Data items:
//! Markdown report export: the downloadable document handed to leads.
//!
//! Layout follows the branded PDF it replaces: title and date, a
//! prepared-for card, an executive summary with the average score, one
//! card per video with its top three actions, and a closing footer.

use chrono::{DateTime, Utc};

use super::format_metric;
use crate::analyzer::engine::AggregateStats;
use crate::analyzer::ScoreCalculator;
use crate::{AnalyzedVideo, Contact, ScoreBand};

/// Actions shown per video card.
const TOP_ACTIONS: usize = 3;
/// Card headings truncate long titles at this many characters.
const TITLE_DISPLAY_LIMIT: usize = 65;

/// Reporter building the exportable Markdown document
pub struct MarkdownReporter;

impl MarkdownReporter {
    pub fn new() -> Self {
        Self
    }

    /// Render the full document
    pub fn render(
        &self,
        results: &[AnalyzedVideo],
        contact: &Contact,
        generated_on: DateTime<Utc>,
    ) -> String {
        let stats = AggregateStats::from_results(results);
        let band = ScoreBand::from_score(stats.average_score);
        let mut doc = String::new();

        doc.push_str("# YouTube SEO Analysis Report\n\n");
        doc.push_str(&format!(
            "Generated on {}\n\n",
            generated_on.format("%B %-d, %Y")
        ));

        doc.push_str(&format!(
            "**Prepared for:** {}  \n{}\n\n",
            fallback(&contact.name),
            fallback(&contact.email)
        ));

        doc.push_str("## Executive Summary\n\n");
        doc.push_str(&format!(
            "This report analyzes {} video{} from your YouTube channel, providing \
             actionable SEO recommendations to improve visibility, engagement, and \
             search rankings.\n\n",
            results.len(),
            if results.len() == 1 { "" } else { "s" }
        ));
        doc.push_str(&format!(
            "**Average SEO Score: {}/100 ({})**\n\n{}\n\n",
            stats.average_score,
            ScoreCalculator::band_description(band)
                .split(" - ")
                .next()
                .unwrap_or(""),
            "Each video below is scored against title, description, tag, and \
             engagement heuristics; the list is ordered worst-first."
        ));

        for (index, result) in results.iter().enumerate() {
            doc.push_str("---\n\n");
            self.render_video_card(&mut doc, index + 1, result);
        }

        doc.push_str("---\n\n");
        doc.push_str(
            "Every recommendation in this report is copy-paste ready. Apply the top \
             action on each video first; titles and descriptions take effect on the \
             next crawl.\n\n",
        );
        doc.push_str("_Generated by vidscore_\n");

        doc
    }

    fn render_video_card(&self, doc: &mut String, rank: usize, result: &AnalyzedVideo) {
        let title = display_title(&result.video.snippet.title);
        let analysis = &result.analysis;
        let stats = &result.video.statistics;

        doc.push_str(&format!("## {}. {}\n\n", rank, title));
        doc.push_str(&format!(
            "**Score: {}/100 ({})** | Views: {} | Likes: {} | Comments: {}\n\n",
            analysis.score,
            analysis.band().label(),
            format_metric(stats.view_count),
            format_metric(stats.like_count),
            format_metric(stats.comment_count),
        ));

        if analysis.specific_actions.is_empty() {
            doc.push_str("_No specific recommendations available._\n\n");
            return;
        }

        doc.push_str("### Recommended Actions\n\n");
        for action in analysis.specific_actions.iter().take(TOP_ACTIONS) {
            doc.push_str(&format!("- **{}**\n", action.issue));
            if !action.current.is_empty() {
                doc.push_str(&format!("  - Current: {}\n", single_line(&action.current)));
            }
            doc.push_str(&format!(
                "  - Optimized: {}\n",
                single_line(&action.recommended)
            ));
        }
        doc.push('\n');
    }
}

impl Default for MarkdownReporter {
    fn default() -> Self {
        Self::new()
    }
}

fn fallback(value: &str) -> &str {
    if value.is_empty() {
        "N/A"
    } else {
        value
    }
}

fn display_title(title: &str) -> String {
    if title.chars().count() > TITLE_DISPLAY_LIMIT {
        let cut: String = title.chars().take(TITLE_DISPLAY_LIMIT).collect();
        format!("{}...", cut)
    } else {
        title.to_string()
    }
}

fn single_line(text: &str) -> String {
    text.split_whitespace().collect::<Vec<_>>().join(" ")
}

» Exercise instructions
Say, as a bare number, how many lines above contain the word "results".

» Response
5